### EXERCISE GOAL
Each line of the data that mentions the string "crate" needs to be identified and copied.

☆ ☆ ☆ ☆

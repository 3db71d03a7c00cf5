// SPDX-License-Identifier: MIT
// SPDX-FileCopyrightText: 2025 Alexander Minges

//! Application entry point wiring egui/eframe to launch the upload form.

use anyhow::{Context, Result, anyhow};
use eframe::egui;
use egui_phosphor::Variant;

use crate::config::ValidationConfig;
use crate::mvu::AppModel;
use crate::ui::UploadFormApp;

/// Build the model from `config` and run the main egui event loop.
pub fn run(config: ValidationConfig) -> Result<()> {
    let model = AppModel::new(config).context("Invalid validation config")?;

    // Register Phosphor icon font.
    let mut fonts = egui::FontDefinitions::default();
    egui_phosphor::add_to_fonts(&mut fonts, Variant::Regular);

    let options = eframe::NativeOptions {
        viewport: egui::ViewportBuilder::default()
            .with_inner_size([640.0, 520.0])
            .with_min_inner_size([420.0, 360.0]),
        ..Default::default()
    };

    eframe::run_native(
        "imgupload",
        options,
        Box::new(|cc| {
            cc.egui_ctx.set_fonts(fonts);
            Ok(Box::new(UploadFormApp::new(model)))
        }),
    )
    .map_err(|err| anyhow!("UI event loop failed: {err}"))
}
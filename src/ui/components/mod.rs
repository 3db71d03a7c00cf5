// SPDX-License-Identifier: MIT
// SPDX-FileCopyrightText: 2025 Alexander Minges

//! Reusable egui components structured for MVU-style updates.

pub mod comment;
pub mod hashtags;
pub mod photo;
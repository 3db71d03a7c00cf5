// SPDX-License-Identifier: MIT
// SPDX-FileCopyrightText: 2025 Alexander Minges

//! Multiline comment input with a live character counter.

use eframe::egui;

use crate::config::ValidationConfig;
use crate::models::{CommentValidator, Validity};

#[derive(Clone, Default, Debug, PartialEq, Eq)]
pub struct CommentModel {
    text: String,
    validity: Validity,
}

#[derive(Clone, Debug, PartialEq, Eq)]
pub enum CommentMsg {
    InputChanged(String),
    Clear,
}

impl CommentModel {
    pub fn text(&self) -> &str {
        &self.text
    }

    pub fn validity(&self) -> Validity {
        self.validity
    }
}

pub fn update(model: &mut CommentModel, msg: CommentMsg, validator: &CommentValidator) -> Validity {
    match msg {
        CommentMsg::InputChanged(text) => model.text = text,
        CommentMsg::Clear => model.text.clear(),
    }
    model.validity = validator.validate(&model.text);
    model.validity
}

pub fn view(ui: &mut egui::Ui, model: &CommentModel, config: &ValidationConfig) -> Vec<CommentMsg> {
    let mut msgs = Vec::new();

    ui.label(format!("{} Comment", egui_phosphor::regular::CHAT_TEXT));
    ui.add_space(4.0);

    let mut buffer = model.text.clone();
    let response = ui.add(
        egui::TextEdit::multiline(&mut buffer)
            .hint_text("Say something about the photo")
            .desired_rows(4)
            .desired_width(f32::INFINITY),
    );
    if response.changed() {
        msgs.push(CommentMsg::InputChanged(buffer));
    }

    let used = model.text.chars().count();
    let counter_color = if used > config.max_comment_length {
        ui.visuals().error_fg_color
    } else {
        egui::Color32::from_gray(110)
    };
    ui.label(
        egui::RichText::new(format!("{used}/{}", config.max_comment_length))
            .small()
            .color(counter_color),
    );

    if let Some(kind) = model.validity().error() {
        ui.colored_label(ui.visuals().error_fg_color, kind.message(config));
    }

    msgs
}

#[cfg(test)]
mod tests {
    use super::*;
    use crate::models::ErrorKind;

    #[test]
    fn overlong_comment_is_flagged_then_cleared() {
        let config = ValidationConfig {
            max_comment_length: 5,
            ..Default::default()
        };
        let validator = CommentValidator::new(&config);
        let mut model = CommentModel::default();

        let outcome = update(&mut model, CommentMsg::InputChanged("123456".into()), &validator);
        assert_eq!(outcome, Validity::Invalid(ErrorKind::MaxCommentLength));

        let outcome = update(&mut model, CommentMsg::InputChanged("12345".into()), &validator);
        assert_eq!(outcome, Validity::Valid);
        assert_eq!(model.text(), "12345");
    }
}
//! Data models for qttools.
//!
//! - [`AppState`]: the resolved Qt environment of the current update cycle plus
//!   launch progress ([`LaunchPhase`])
//! - [`ToolsConfig`]: user settings loaded from `qttools.yaml` and `QTTOOLS_*`
//!   environment variables
//!
//! `AppState` is wrapped in `Arc<RwLock<>>` by [`StateManager`](crate::state::StateManager);
//! updates go through its `update()` method so change events are emitted.

pub mod app_state;
pub mod config;

pub use app_state::{AppState, LaunchPhase, STATUS_FOUND, STATUS_NOT_FOUND};
pub use config::{ToolsConfig, WORKSPACE_PLACEHOLDER, substitute_workspace};
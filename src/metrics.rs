// Performance metrics module
//
// Lightweight counters for resolution passes and tool launches

use std::sync::atomic::{AtomicU64, Ordering};
use std::time::{Duration, Instant};

/// Process-wide counters.
///
/// Uses atomic operations so the background exit watchers and the resolve
/// queue can record without locks. Logged on shutdown of long-running commands.
#[derive(Debug)]
pub struct Metrics {
    /// Number of resolution passes run
    pub resolutions: AtomicU64,

    /// Resolution passes that found a Qt root
    pub roots_found: AtomicU64,

    /// Number of times CMakeCache.txt was (re)read
    pub cache_reloads: AtomicU64,

    /// Total time spent resolving, in microseconds
    pub total_resolution_time_us: AtomicU64,

    /// Tools successfully spawned
    pub launches_started: AtomicU64,

    /// Launch requests rejected (not found, wrong file type, spawn error)
    pub launches_failed: AtomicU64,

    /// Spawned tools whose exit has been observed
    pub tools_exited: AtomicU64,

    /// Triggers received by the resolve queue
    pub triggers_received: AtomicU64,

    /// Application start time
    start_time: Instant,
}

impl Metrics {
    pub fn new() -> Self {
        Self {
            resolutions: AtomicU64::new(0),
            roots_found: AtomicU64::new(0),
            cache_reloads: AtomicU64::new(0),
            total_resolution_time_us: AtomicU64::new(0),
            launches_started: AtomicU64::new(0),
            launches_failed: AtomicU64::new(0),
            tools_exited: AtomicU64::new(0),
            triggers_received: AtomicU64::new(0),
            start_time: Instant::now(),
        }
    }

    /// Record a finished resolution pass
    pub fn record_resolution(&self, found: bool, duration: Duration) {
        self.resolutions.fetch_add(1, Ordering::Relaxed);
        if found {
            self.roots_found.fetch_add(1, Ordering::Relaxed);
        }
        self.total_resolution_time_us
            .fetch_add(duration.as_micros() as u64, Ordering::Relaxed);
    }

    pub fn record_cache_reload(&self) {
        self.cache_reloads.fetch_add(1, Ordering::Relaxed);
    }

    pub fn record_launch_started(&self) {
        self.launches_started.fetch_add(1, Ordering::Relaxed);
    }

    pub fn record_launch_failed(&self) {
        self.launches_failed.fetch_add(1, Ordering::Relaxed);
    }

    pub fn record_tool_exited(&self) {
        self.tools_exited.fetch_add(1, Ordering::Relaxed);
    }

    pub fn record_trigger(&self) {
        self.triggers_received.fetch_add(1, Ordering::Relaxed);
    }

    /// Get total uptime
    pub fn uptime(&self) -> Duration {
        self.start_time.elapsed()
    }

    /// Average resolution time in milliseconds
    pub fn avg_resolution_time_ms(&self) -> f64 {
        let total = self.total_resolution_time_us.load(Ordering::Relaxed);
        let count = self.resolutions.load(Ordering::Relaxed);
        if count > 0 {
            total as f64 / count as f64 / 1000.0
        } else {
            0.0
        }
    }

    /// Log metrics summary
    pub fn log_summary(&self) {
        tracing::info!("=== Metrics Summary ===");
        tracing::info!("Uptime: {:.2}s", self.uptime().as_secs_f64());
        tracing::info!(
            "Resolutions: {} ({} found, avg {:.2}ms), cache reloads: {}, triggers: {}",
            self.resolutions.load(Ordering::Relaxed),
            self.roots_found.load(Ordering::Relaxed),
            self.avg_resolution_time_ms(),
            self.cache_reloads.load(Ordering::Relaxed),
            self.triggers_received.load(Ordering::Relaxed)
        );
        tracing::info!(
            "Launches: {} started, {} failed, {} exited",
            self.launches_started.load(Ordering::Relaxed),
            self.launches_failed.load(Ordering::Relaxed),
            self.tools_exited.load(Ordering::Relaxed)
        );
    }
}

impl Default for Metrics {
    fn default() -> Self {
        Self::new()
    }
}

☆ ☆ ☆ ☆

### RESPONSE FOR THIS EXERCISE
use crate::config::ValidationConfig;
use crate::mvu::AppModel;
use crate::ui::UploadFormApp;
use crate::config::ValidationConfig;
use crate::models::{CommentValidator, Validity};
    use crate::models::ErrorKind;
//! `AppState` is wrapped in `Arc<RwLock<>>` by [`StateManager`](crate::state::StateManager);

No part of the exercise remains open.